Virtue in America

Published December 22, 2017

America, unlike any other nation, was created upon a certain set of values. Many of the principles promoting freedom and justice were shrouded in religious undertones. The historical record is rife with references to Judeo Christian doctrine by the Founding Fathers.

For generations, Americans upheld these values and beliefs. A moral code based on the principles of the Founding Era manifested in the culture and societal institutions. During this period, the United States became the land of opportunity. Americans fought injustice and tyranny at home and abroad. The very origin of American exceptionalism can be traced back to this moral foundation.

According to Justin Haskins, executive editor and research fellow at The Heartland Institute, this moral foundation has begun to fracture.

Throughout the history of Western Civilization, many—perhaps even most—people may have privately chosen not to believe in God and/or the teachings of churches, but nearly everyone agreed in the importance of having a moral standard established by religion so that, at the very least, conduct could be judged fairly and somewhat consistently. The lack of such a standard today has effectively made the media, the only institution powerful enough to quickly engage with the whole populace, America’s new supreme moral law-giver, an incredibly dangerous development precisely because the media is incapable of applying its own shifting standards equally.

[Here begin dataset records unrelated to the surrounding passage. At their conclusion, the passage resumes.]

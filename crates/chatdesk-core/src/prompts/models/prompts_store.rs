use crate::entities::folders::{self, apply_folder_remap, merge_folders};
use crate::entities::naming::{self, DEFAULT_FOLDER_NAME};
use crate::entities::{ApiKind, EntityId, Folder, FolderPath, LoadStatus};
use crate::prompts::actions::PromptAction;

use super::prompt::Prompt;

/// State of the prompt slice. Written only by [`PromptsState::reduce`].
#[derive(Debug, Clone)]
pub struct PromptsState {
    pub prompts: Vec<Prompt>,
    pub folders: Vec<Folder>,
    pub selected_prompt_id: Option<EntityId>,
    pub status: LoadStatus,
    bucket: String,
}

impl PromptsState {
    pub fn new(bucket: impl Into<String>) -> Self {
        Self {
            prompts: Vec::new(),
            folders: Vec::new(),
            selected_prompt_id: None,
            status: LoadStatus::NotLoaded,
            bucket: bucket.into(),
        }
    }

    pub fn bucket(&self) -> &str {
        &self.bucket
    }

    pub fn root_folder(&self) -> FolderPath {
        FolderPath::root(ApiKind::Prompts, self.bucket.clone())
    }

    pub fn prompt(&self, id: &EntityId) -> Option<&Prompt> {
        self.prompts.iter().find(|p| &p.id == id)
    }

    pub fn selected_prompt(&self) -> Option<&Prompt> {
        self.selected_prompt_id.as_ref().and_then(|id| self.prompt(id))
    }

    pub fn names_in_folder(&self, folder: &FolderPath) -> Vec<String> {
        self.prompts
            .iter()
            .filter(|p| p.folder_id() == folder)
            .map(|p| p.name.clone())
            .collect()
    }

    pub fn prompts_in_folder(&self, folder: &FolderPath) -> Vec<&Prompt> {
        folders::entities_in_folder(&self.prompts, folder)
    }

    pub fn reduce(&mut self, action: &PromptAction) {
        use PromptAction as A;

        match action {
            A::Init | A::RefreshPromptsTree => self.status = LoadStatus::Loading,
            A::UploadPromptsSuccess {
                folders,
                prompts,
                replace,
            } => {
                if *replace {
                    self.folders.retain(|f| f.temporary);
                    let loaded: Vec<Prompt> =
                        self.prompts.iter().filter(|p| p.is_loaded()).cloned().collect();
                    self.prompts = prompts
                        .iter()
                        .map(|p| loaded.iter().find(|l| l.id == p.id).cloned().unwrap_or_else(|| p.clone()))
                        .collect();
                    if let Some(selected) = &self.selected_prompt_id {
                        if !self.prompts.iter().any(|p| &p.id == selected) {
                            self.selected_prompt_id = None;
                        }
                    }
                } else {
                    for prompt in prompts {
                        self.merge_header(prompt.clone());
                    }
                }
                merge_folders(&mut self.folders, folders.iter().cloned());
                self.status = LoadStatus::Loaded;
            }
            A::UploadPromptsFail { .. } => self.status = LoadStatus::Failed,
            A::UploadPromptSuccess { prompt } => {
                let mut loaded = prompt.clone();
                loaded.status = LoadStatus::Loaded;
                self.upsert(loaded);
            }
            A::AddPrompts { prompts } => {
                for prompt in prompts {
                    self.upsert(prompt.clone());
                }
            }
            A::SavePromptSuccess { id } => {
                let folder = id.folder().clone();
                for f in self.folders.iter_mut().filter(|f| f.id.contains(&folder)) {
                    f.temporary = false;
                }
            }
            A::UpdatePrompt { id, values } => {
                let optimistic = values.without_identity();
                if let Some(prompt) = self.prompts.iter_mut().find(|p| &p.id == id) {
                    optimistic.apply(prompt);
                }
            }
            A::UpdatePromptSuccess { id, prompt: patch } => {
                if let Some(prompt) = self.prompts.iter_mut().find(|p| &p.id == id) {
                    patch.apply(prompt);
                }
                if let Some(new_id) = &patch.id {
                    if self.selected_prompt_id.as_ref() == Some(id) {
                        self.selected_prompt_id = Some(new_id.clone());
                    }
                }
            }
            A::UpdatePromptFail { id, previous } => {
                let restored = previous.as_ref().clone();
                let previous_id = restored.id.clone();
                self.prompts.retain(|p| &p.id != id || p.id == previous_id);
                self.upsert(restored);
                if self.selected_prompt_id.as_ref() == Some(id) {
                    self.selected_prompt_id = Some(previous_id);
                }
            }
            A::DeletePromptsComplete { ids } => {
                self.prompts.retain(|p| !ids.contains(&p.id));
                if let Some(selected) = &self.selected_prompt_id {
                    if ids.contains(selected) {
                        self.selected_prompt_id = None;
                    }
                }
            }
            A::SetSelectedPrompt { id } => self.selected_prompt_id = id.clone(),

            A::CreateFolder { parent, name } => {
                let parent = parent.clone().unwrap_or_else(|| self.root_folder());
                let siblings: Vec<String> = folders::child_folders(&self.folders, &parent)
                    .iter()
                    .map(|f| f.name.clone())
                    .collect();
                let name = match name.as_deref().map(naming::prepare_entity_name) {
                    Some(name) if !name.is_empty() => {
                        naming::unique_name(&name, siblings.iter().map(String::as_str))
                    }
                    _ => naming::next_default_name(
                        DEFAULT_FOLDER_NAME,
                        siblings.iter().map(String::as_str),
                        0,
                    ),
                };
                self.folders.push(Folder::temporary(parent.child(name)));
            }
            A::DeleteFolder { id } => self.folders.retain(|f| !id.contains(&f.id)),
            A::ApplyIdRemap { remap } => {
                apply_folder_remap(&mut self.folders, remap);
                for prompt in &mut self.prompts {
                    if let Some(new_id) = remap.entity(&prompt.id) {
                        prompt.id = new_id.clone();
                    }
                }
                if let Some(new_id) = self
                    .selected_prompt_id
                    .as_ref()
                    .and_then(|id| remap.entity(id))
                {
                    self.selected_prompt_id = Some(new_id.clone());
                }
            }

            A::CreateNewPrompt { .. }
            | A::SavePrompt { .. }
            | A::DeletePrompts { .. }
            | A::DuplicatePrompt { .. }
            | A::RenameFolder { .. }
            | A::MoveFolder { .. } => {}
        }
    }

    fn upsert(&mut self, prompt: Prompt) {
        match self.prompts.iter_mut().find(|p| p.id == prompt.id) {
            Some(slot) => *slot = prompt,
            None => self.prompts.push(prompt),
        }
    }

    fn merge_header(&mut self, header: Prompt) {
        match self.prompts.iter_mut().find(|p| p.id == header.id) {
            Some(existing) if existing.is_loaded() => {}
            Some(slot) => *slot = header,
            None => self.prompts.push(header),
        }
    }

    pub(crate) fn mark_shared(&mut self, ids: &[EntityId], shared: bool) {
        for prompt in self.prompts.iter_mut().filter(|p| ids.contains(&p.id)) {
            prompt.is_shared = shared;
        }
    }

    pub(crate) fn add_shared_with_me(&mut self, incoming: &[Prompt]) {
        for prompt in incoming {
            let mut shared = prompt.clone();
            shared.shared_with_me = true;
            self.merge_header(shared);
        }
    }

    pub(crate) fn remove(&mut self, ids: &[EntityId]) {
        self.reduce(&PromptAction::DeletePromptsComplete { ids: ids.to_vec() });
    }
}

In contemporary America, religion has taken a backseat to the modern media machine. In this new environment, the media dictates the narratives it so chooses. On a massive scale, Americans are bombarded with information and entertainment in an unceasing manner.

The tone of this unfettered barrage is becoming more depraved and less virtuous. In 2017, the American culture is as coarse as sandpaper. America has entered into a state of moral decay. Traditional institutions are losing prominence in the culture. What does all of this bode for the future of America?

The Founding Fathers routinely explained that a free, peaceful society can only exist when that society’s population is deeply concerned with virtue, which they understood to be shaped by religious institutions.

George Washington wrote, “Human rights can only be assured among a virtuous people.”

Patrick Henry said, “A vitiated [impious] state of morals, a corrupted public conscience, is incompatible with freedom.”

Benjamin Franklin wrote, “Only a virtuous people are capable of freedom.”

Without a clear standard of morality, virtue is impossible, and without virtue, freedom will inevitably fade away, because rather than respect the rights of our neighbors, people will use the institutions of society—chief among them, the media—to destroy those with whom they don’t agree on one or more issues.

Without a revival of virtue and a new emphasis placed on attaining a clearly defined moral standard or set of standards, the American ideal of individual liberty will not survive another century, and perhaps the country won’t survive, either.